Japanese gov’t debunks claim ‘comfort women’ were sex slaves

Shinsuke Sugiyama. AFP FILE PHOTO

Shinsuke Sugiyama. AFP FILE PHOTO

The government has made its first-ever rebuttal statement at a U.N. panel Tuesday against an international misunderstanding that so-called comfort women were sex slaves forcibly taken away by Japanese military and government authorities during World War II.

The government said it will continue efforts to clear up the international misunderstanding at international conferences and other appropriate opportunities.

An official of the Japanese government said at a session of the U.N. Committee on the Elimination of Discrimination Against Women (CEDAW) in Geneva that the government could not find any documents confirming forcible recruitment of comfort women by military or administrative/military personnel, and that testimony on the issue by the late Seiji Yoshida was a fabrication.

READ: Japanese lawmaker says comfort women were prostitutes, then apologizes

Deputy Foreign Minister Shinsuke Sugiyama said in front of the panel that Yoshida’s testimony that he forcibly took away local women from Jeju Island in what is now South Korea to make them serve as comfort women for the Japanese military was a “fabrication” and “purely the product of his imagination.”

Sugiyama also told the panel that The Asahi Shimbun, which reported Yoshida’s testimony as fact, admitted to errors in its reporting and made an apology. He also said there is no concrete evidence for the claim that there were 200,000 comfort women.

According to the Foreign Ministry, it was the first time for the Japanese government to explain about Yoshida’s testimony and The Asahi Shimbun’s apology concerning comfort women at the United Nations.
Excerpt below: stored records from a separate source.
//! Configuration data model: circles and the sibling groups they form.
//!
//! Both types are plain values. Every transformation returns a new value, so two
//! configurations never share structure that a later insertion could disturb.

/// One circle, optionally holding a single group of circles drawn inside it.
#[derive(Debug, Clone, Default)]
pub struct CircleNode {
    /// `None` for a leaf; never `Some` of an empty set.
    nested: Option<ConfigurationSet>,
}

/// Circles placed side by side at the same nesting depth.
///
/// Member order carries no meaning; it is only kept so that discovery order is
/// reproducible. Equivalence is decided on the canonical text.
#[derive(Debug, Clone, Default)]
pub struct ConfigurationSet {
    members: Vec<CircleNode>,
}

impl CircleNode {
    /// A circle with nothing inside.
    pub fn leaf() -> Self {
        Self { nested: None }
    }

    /// A circle enclosing `nested`. An empty group collapses to a leaf.
    pub fn with_nested(nested: ConfigurationSet) -> Self {
        if nested.is_empty() {
            Self::leaf()
        } else {
            Self {
                nested: Some(nested),
            }
        }
    }

    pub fn nested(&self) -> Option<&ConfigurationSet> {
        self.nested.as_ref()
    }

    pub fn is_leaf(&self) -> bool {
        self.nested.is_none()
    }

    /// Nesting depth: 1 for a leaf, 1 + depth of the enclosed group otherwise.
    pub fn nesting(&self) -> usize {
        1 + self.nested.as_ref().map_or(0, ConfigurationSet::nesting)
    }

    /// Number of circles in this subtree, including this one.
    pub fn circle_count(&self) -> usize {
        1 + self
            .nested
            .as_ref()
            .map_or(0, ConfigurationSet::circle_count)
    }
}

impl ConfigurationSet {
    /// The empty configuration (level 0).
    pub fn new() -> Self {
        Self::default()
    }

    pub fn from_members(members: Vec<CircleNode>) -> Self {
        Self { members }
    }

    /// `count` leaf circles side by side.
    pub fn leaves(count: usize) -> Self {
        Self::from_members(vec![CircleNode::leaf(); count])
    }

    pub fn members(&self) -> &[CircleNode] {
        &self.members
    }

    pub fn len(&self) -> usize {
        self.members.len()
    }

    pub fn is_empty(&self) -> bool {
        self.members.is_empty()
    }

    /// Copy of this set with `member` appended.
    pub fn with_member(&self, member: CircleNode) -> Self {
        let mut members = self.members.clone();
        members.push(member);
        Self { members }
    }

    /// Copy of this set with the member at `index` replaced.
    ///
    /// # Panics
    /// If `index` is out of bounds.
    pub fn with_replaced(&self, index: usize, member: CircleNode) -> Self {
        let mut members = self.members.clone();
        members[index] = member;
        Self { members }
    }

    /// Maximum nesting over all members, 0 for the empty set.
    pub fn nesting(&self) -> usize {
        self.members
            .iter()
            .map(CircleNode::nesting)
            .max()
            .unwrap_or(0)
    }

    /// Total number of circles, i.e. the level this configuration belongs to.
    pub fn circle_count(&self) -> usize {
        self.members.iter().map(CircleNode::circle_count).sum()
    }
}
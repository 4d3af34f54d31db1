//! Level-by-level generation of distinct configurations.

use tracing::{info, instrument};

use crate::domain::DedupCollection;

/// One row of the level/count table.
#[derive(Debug, Clone, Copy, PartialEq, Eq)]
pub struct LevelCount {
    pub level: usize,
    pub count: usize,
}

/// Drives [`DedupCollection::next_level`] from level 0 up to a target level.
#[derive(Debug, Default, Clone, Copy)]
pub struct GenerationService;

impl GenerationService {
    pub fn new() -> Self {
        Self
    }

    /// Collections for levels `0..=levels`; index equals level.
    #[instrument(skip(self))]
    pub fn generate(&self, levels: usize) -> Vec<DedupCollection> {
        let mut collections = Vec::with_capacity(levels + 1);
        collections.push(DedupCollection::seed());
        for level in 1..=levels {
            info!("generating level {}", level);
            let next = collections[level - 1].next_level();
            info!("level {}: {} distinct configurations", level, next.len());
            collections.push(next);
        }
        collections
    }

    /// Rows for every level above 0.
    pub fn counts(collections: &[DedupCollection]) -> Vec<LevelCount> {
        collections
            .iter()
            .filter(|c| c.level() > 0)
            .map(|c| LevelCount {
                level: c.level(),
                count: c.len(),
            })
            .collect()
    }
}
//! PNG canvas backed by the `image` crate.

use std::io;
use std::path::Path;

use image::{Rgb, RgbImage};
use tracing::debug;

use crate::infrastructure::font::{self, GLYPH_COLUMNS, GLYPH_ROWS, GLYPH_SPACING};
use crate::infrastructure::traits::{Canvas, CanvasFactory};

const BACKGROUND: Rgb<u8> = Rgb([255, 255, 255]);
const INK: Rgb<u8> = Rgb([0, 0, 0]);

/// Black-on-white RGB canvas.
pub struct PngCanvas {
    image: RgbImage,
    text_scale: u32,
}

impl PngCanvas {
    pub fn new(width: u32, height: u32, text_scale: u32) -> Self {
        Self {
            image: RgbImage::from_pixel(width, height, BACKGROUND),
            text_scale: text_scale.max(1),
        }
    }

    pub fn image(&self) -> &RgbImage {
        &self.image
    }

    fn plot(&mut self, x: i64, y: i64) {
        if x < 0 || y < 0 {
            return;
        }
        let (x, y) = (x as u32, y as u32);
        if x < self.image.width() && y < self.image.height() {
            self.image.put_pixel(x, y, INK);
        }
    }
}

impl Canvas for PngCanvas {
    fn width(&self) -> u32 {
        self.image.width()
    }

    fn height(&self) -> u32 {
        self.image.height()
    }

    // midpoint circle, one point per octant per step
    fn draw_circle(&mut self, x: f64, y: f64, radius: f64) {
        let (cx, cy) = (x.round() as i64, y.round() as i64);
        let r = radius.round() as i64;
        if r <= 0 {
            self.plot(cx, cy);
            return;
        }
        let (mut dx, mut dy, mut err) = (r, 0i64, 1 - r);
        while dx >= dy {
            for (px, py) in [
                (dx, dy),
                (dy, dx),
                (-dy, dx),
                (-dx, dy),
                (-dx, -dy),
                (-dy, -dx),
                (dy, -dx),
                (dx, -dy),
            ] {
                self.plot(cx + px, cy + py);
            }
            dy += 1;
            if err < 0 {
                err += 2 * dy + 1;
            } else {
                dx -= 1;
                err += 2 * (dy - dx) + 1;
            }
        }
    }

    fn draw_text(&mut self, x: f64, y: f64, text: &str) {
        let scale = self.text_scale as i64;
        let advance = ((GLYPH_COLUMNS + GLYPH_SPACING) * self.text_scale) as i64;
        let (left, top) = (x.round() as i64, y.round() as i64);
        for (i, c) in text.chars().enumerate() {
            let origin = left + i as i64 * advance;
            for (col, row) in font::pixels(c) {
                for sx in 0..scale {
                    for sy in 0..scale {
                        self.plot(
                            origin + col as i64 * scale + sx,
                            top + row as i64 * scale + sy,
                        );
                    }
                }
            }
        }
    }

    fn save(&self, path: &Path) -> io::Result<()> {
        debug!("save: {}", path.display());
        self.image.save(path).map_err(io::Error::other)
    }
}

/// Creates [`PngCanvas`] instances with a fixed text scale.
#[derive(Debug, Clone)]
pub struct PngCanvasFactory {
    text_scale: u32,
}

impl PngCanvasFactory {
    pub fn new(text_scale: u32) -> Self {
        Self {
            text_scale: text_scale.max(1),
        }
    }
}

impl Default for PngCanvasFactory {
    fn default() -> Self {
        Self::new(2)
    }
}

impl CanvasFactory for PngCanvasFactory {
    fn new_canvas(&self, width: u32, height: u32) -> Box<dyn Canvas> {
        Box::new(PngCanvas::new(width, height, self.text_scale))
    }

    fn text_width(&self, text: &str) -> u32 {
        text.chars().count() as u32 * (GLYPH_COLUMNS + GLYPH_SPACING) * self.text_scale
    }

    fn text_height(&self) -> u32 {
        GLYPH_ROWS * self.text_scale
    }
}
The latest government effort aims to eliminate the international misunderstanding by stressing that Yoshida’s testimony, which was used as grounds in Radhika Coomaraswamy’s report on comfort women to the U.N. Commission on Human Rights and other documents, was false.

Sugiyama also referred to the deal struck by the Japanese and South Korean governments at the end of last year to resolve the issue of comfort women finally and irreversibly. By stressing its resolution, the Japanese government also seems to be trying to prevent the issue from being highlighted any longer.

READ: South Korea, Japan strike deal on ‘comfort women’

However, members of the government share the view that it is not easy to put the international misunderstanding to rest because South Korea’s claim that comfort women were sex slaves has already become widespread to a certain extent in the international community.

“Taking an appropriate opportunity in the future, Japan will keep explaining its view and the facts carefully and sincerely,” Foreign Press Secretary Yasuhisa Kawamura said at a press conference Wednesday.